--- Records for this exercise ---
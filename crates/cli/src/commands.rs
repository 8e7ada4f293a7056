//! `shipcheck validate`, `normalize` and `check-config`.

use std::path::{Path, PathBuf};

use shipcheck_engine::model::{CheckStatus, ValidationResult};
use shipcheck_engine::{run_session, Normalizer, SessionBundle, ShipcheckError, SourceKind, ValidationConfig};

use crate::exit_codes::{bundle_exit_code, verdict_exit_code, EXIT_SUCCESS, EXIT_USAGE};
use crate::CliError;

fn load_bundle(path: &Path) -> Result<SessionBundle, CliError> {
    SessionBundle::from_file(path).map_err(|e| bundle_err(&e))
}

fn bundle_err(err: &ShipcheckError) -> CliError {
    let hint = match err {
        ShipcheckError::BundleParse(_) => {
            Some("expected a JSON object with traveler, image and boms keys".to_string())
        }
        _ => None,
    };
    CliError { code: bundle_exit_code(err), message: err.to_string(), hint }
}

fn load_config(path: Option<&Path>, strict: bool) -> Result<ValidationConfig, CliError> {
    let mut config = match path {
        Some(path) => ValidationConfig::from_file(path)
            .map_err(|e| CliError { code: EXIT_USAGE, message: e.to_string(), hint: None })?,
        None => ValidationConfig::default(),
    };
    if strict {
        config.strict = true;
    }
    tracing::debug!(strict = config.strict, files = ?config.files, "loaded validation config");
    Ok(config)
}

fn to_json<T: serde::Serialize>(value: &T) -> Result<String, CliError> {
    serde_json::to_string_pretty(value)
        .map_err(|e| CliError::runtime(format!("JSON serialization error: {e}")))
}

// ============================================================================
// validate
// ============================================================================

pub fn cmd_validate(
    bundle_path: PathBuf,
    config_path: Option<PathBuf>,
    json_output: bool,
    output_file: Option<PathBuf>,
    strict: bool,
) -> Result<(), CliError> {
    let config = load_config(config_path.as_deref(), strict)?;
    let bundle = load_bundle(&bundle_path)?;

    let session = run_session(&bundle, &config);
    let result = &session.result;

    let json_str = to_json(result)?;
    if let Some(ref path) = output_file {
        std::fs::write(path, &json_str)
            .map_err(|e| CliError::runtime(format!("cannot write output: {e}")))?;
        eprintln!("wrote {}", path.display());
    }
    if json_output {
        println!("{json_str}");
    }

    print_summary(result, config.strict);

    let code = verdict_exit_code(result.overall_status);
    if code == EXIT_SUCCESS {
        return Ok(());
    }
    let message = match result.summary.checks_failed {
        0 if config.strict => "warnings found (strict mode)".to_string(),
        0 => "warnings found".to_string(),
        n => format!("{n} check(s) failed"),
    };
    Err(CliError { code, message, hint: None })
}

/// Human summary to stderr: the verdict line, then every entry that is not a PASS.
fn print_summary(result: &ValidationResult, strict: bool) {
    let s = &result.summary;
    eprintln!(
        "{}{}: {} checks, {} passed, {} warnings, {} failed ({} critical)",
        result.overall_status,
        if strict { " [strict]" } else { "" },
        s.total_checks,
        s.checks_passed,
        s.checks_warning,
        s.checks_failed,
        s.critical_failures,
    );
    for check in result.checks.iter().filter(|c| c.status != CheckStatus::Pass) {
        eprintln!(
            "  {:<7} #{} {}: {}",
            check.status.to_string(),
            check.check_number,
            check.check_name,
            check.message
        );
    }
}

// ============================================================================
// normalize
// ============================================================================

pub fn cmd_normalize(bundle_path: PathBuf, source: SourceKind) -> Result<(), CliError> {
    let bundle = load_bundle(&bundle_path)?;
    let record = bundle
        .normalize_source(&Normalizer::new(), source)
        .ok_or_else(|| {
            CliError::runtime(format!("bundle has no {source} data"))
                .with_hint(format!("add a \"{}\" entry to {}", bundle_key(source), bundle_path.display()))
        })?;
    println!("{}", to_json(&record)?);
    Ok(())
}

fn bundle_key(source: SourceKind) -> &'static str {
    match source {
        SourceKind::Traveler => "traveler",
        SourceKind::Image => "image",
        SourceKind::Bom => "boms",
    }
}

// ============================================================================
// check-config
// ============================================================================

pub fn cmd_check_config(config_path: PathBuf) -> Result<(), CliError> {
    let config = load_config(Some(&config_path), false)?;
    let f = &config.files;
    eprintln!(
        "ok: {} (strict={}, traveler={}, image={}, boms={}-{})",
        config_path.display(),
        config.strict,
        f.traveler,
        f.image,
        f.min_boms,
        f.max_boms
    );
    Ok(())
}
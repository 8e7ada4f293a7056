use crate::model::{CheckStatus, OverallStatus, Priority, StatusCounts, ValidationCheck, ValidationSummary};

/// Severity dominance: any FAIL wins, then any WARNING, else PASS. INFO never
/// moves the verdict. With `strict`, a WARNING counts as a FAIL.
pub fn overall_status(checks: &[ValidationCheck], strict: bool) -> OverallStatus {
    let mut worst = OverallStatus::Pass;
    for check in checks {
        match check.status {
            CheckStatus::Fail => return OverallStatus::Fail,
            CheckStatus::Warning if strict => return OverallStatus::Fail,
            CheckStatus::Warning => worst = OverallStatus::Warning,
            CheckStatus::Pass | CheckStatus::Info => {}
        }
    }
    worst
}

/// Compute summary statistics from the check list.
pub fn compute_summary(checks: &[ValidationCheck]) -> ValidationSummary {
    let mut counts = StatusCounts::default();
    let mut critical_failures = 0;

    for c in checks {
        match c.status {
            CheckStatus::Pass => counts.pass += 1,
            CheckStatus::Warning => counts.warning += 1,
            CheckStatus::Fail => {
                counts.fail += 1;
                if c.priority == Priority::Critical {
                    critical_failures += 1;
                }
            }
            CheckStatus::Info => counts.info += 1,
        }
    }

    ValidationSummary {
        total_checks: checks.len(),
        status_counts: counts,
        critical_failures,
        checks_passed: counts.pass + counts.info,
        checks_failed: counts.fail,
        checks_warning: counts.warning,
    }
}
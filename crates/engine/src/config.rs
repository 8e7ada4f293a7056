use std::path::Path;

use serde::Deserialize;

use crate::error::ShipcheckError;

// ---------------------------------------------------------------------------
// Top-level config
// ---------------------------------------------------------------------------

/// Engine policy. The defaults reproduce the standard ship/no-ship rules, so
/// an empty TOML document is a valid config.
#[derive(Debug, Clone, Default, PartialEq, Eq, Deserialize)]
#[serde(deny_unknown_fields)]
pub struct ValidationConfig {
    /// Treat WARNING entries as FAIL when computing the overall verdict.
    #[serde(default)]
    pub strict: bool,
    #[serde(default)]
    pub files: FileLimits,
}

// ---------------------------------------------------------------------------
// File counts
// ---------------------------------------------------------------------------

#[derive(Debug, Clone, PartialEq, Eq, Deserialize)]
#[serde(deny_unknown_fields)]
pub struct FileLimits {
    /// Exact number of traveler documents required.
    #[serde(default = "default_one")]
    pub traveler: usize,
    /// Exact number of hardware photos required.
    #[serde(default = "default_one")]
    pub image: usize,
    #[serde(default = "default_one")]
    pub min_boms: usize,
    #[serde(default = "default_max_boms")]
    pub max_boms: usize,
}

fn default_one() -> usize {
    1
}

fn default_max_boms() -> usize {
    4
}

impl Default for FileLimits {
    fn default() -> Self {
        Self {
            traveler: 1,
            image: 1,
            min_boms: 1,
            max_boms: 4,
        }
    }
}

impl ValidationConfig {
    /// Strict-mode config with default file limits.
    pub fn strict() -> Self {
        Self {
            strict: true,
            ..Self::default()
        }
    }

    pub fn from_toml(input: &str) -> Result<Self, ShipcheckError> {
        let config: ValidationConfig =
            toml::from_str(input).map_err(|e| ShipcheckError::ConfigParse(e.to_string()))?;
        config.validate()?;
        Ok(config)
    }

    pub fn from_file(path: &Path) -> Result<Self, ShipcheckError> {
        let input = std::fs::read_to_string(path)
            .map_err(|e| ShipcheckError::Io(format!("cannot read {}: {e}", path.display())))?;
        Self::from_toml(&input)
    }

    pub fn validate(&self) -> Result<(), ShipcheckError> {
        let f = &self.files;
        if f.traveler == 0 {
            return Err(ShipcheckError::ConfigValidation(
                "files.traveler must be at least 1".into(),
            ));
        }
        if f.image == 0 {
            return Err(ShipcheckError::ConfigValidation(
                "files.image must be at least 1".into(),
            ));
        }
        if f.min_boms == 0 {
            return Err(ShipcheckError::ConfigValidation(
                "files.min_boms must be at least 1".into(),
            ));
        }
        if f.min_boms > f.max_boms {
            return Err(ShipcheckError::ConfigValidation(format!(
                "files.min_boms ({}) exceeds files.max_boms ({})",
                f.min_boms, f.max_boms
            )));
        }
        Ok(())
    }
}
---
--- Records for this exercise ---
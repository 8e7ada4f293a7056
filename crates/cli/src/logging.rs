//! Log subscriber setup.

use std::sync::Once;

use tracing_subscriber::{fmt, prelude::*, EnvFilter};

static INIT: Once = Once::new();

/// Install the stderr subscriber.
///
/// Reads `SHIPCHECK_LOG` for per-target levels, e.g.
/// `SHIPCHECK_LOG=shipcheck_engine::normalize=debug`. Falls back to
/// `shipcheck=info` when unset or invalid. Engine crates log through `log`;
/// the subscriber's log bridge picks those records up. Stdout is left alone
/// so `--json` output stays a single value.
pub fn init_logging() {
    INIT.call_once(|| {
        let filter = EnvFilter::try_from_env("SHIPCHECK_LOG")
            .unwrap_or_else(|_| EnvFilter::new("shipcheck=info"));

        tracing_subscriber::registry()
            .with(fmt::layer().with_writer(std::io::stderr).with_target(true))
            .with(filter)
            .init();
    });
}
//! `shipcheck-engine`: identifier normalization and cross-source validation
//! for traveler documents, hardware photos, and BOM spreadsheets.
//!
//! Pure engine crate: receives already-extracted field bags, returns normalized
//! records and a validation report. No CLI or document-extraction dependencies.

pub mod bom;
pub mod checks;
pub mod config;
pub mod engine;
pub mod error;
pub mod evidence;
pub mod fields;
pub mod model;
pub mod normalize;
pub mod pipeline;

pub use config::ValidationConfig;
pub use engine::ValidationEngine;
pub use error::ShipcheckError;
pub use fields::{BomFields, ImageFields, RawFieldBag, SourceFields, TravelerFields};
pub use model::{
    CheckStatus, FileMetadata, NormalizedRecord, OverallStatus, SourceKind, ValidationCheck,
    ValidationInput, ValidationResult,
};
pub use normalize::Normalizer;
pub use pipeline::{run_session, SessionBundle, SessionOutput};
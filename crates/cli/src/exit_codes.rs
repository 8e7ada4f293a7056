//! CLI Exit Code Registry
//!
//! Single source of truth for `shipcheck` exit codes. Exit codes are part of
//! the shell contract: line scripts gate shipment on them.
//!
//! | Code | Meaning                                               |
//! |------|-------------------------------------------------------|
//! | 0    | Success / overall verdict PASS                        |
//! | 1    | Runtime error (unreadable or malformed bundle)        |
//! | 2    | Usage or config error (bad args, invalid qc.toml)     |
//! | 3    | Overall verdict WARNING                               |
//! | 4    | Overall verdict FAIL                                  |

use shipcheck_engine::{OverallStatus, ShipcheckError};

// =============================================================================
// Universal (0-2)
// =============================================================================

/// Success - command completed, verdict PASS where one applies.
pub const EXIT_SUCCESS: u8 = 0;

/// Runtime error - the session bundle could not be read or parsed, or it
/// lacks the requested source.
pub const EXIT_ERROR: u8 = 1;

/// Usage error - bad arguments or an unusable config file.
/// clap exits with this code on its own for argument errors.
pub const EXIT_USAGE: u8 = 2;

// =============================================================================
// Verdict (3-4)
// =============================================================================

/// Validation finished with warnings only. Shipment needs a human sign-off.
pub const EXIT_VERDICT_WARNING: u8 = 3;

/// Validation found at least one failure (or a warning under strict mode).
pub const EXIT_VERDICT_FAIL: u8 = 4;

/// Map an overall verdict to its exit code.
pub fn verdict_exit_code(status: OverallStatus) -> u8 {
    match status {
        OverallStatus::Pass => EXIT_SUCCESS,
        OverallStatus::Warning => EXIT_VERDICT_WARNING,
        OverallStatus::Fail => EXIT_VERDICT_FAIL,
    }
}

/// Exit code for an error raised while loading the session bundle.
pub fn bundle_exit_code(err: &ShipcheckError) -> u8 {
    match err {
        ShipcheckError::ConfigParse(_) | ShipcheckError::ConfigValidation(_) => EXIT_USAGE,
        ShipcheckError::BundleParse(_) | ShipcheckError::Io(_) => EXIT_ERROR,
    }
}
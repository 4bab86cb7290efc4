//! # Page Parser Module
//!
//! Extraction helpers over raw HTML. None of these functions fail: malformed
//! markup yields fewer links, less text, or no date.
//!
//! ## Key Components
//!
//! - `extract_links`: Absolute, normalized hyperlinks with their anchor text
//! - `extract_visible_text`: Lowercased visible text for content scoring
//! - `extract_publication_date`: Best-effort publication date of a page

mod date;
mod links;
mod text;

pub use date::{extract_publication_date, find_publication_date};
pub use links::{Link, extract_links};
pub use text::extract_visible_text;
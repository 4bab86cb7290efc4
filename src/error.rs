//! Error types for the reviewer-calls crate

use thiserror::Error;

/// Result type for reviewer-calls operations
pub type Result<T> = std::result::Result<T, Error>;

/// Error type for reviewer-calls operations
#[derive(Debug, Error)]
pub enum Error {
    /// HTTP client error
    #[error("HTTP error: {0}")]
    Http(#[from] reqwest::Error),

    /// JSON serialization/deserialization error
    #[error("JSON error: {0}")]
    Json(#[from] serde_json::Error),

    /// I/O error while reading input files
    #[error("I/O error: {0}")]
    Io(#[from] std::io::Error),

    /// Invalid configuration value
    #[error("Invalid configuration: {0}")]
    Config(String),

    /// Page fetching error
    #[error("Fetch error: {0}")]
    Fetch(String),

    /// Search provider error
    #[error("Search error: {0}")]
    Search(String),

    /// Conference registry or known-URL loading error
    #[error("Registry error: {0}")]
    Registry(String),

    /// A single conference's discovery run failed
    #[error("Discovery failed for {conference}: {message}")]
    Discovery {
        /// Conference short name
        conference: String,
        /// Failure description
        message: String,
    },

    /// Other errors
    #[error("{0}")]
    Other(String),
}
---
» What to work on:
Copy here each line of the preceding records with "true" in it.

» Answer section:
        config.strict = true;
            strict: true,
            .with(fmt::layer().with_writer(std::io::stderr).with_target(true))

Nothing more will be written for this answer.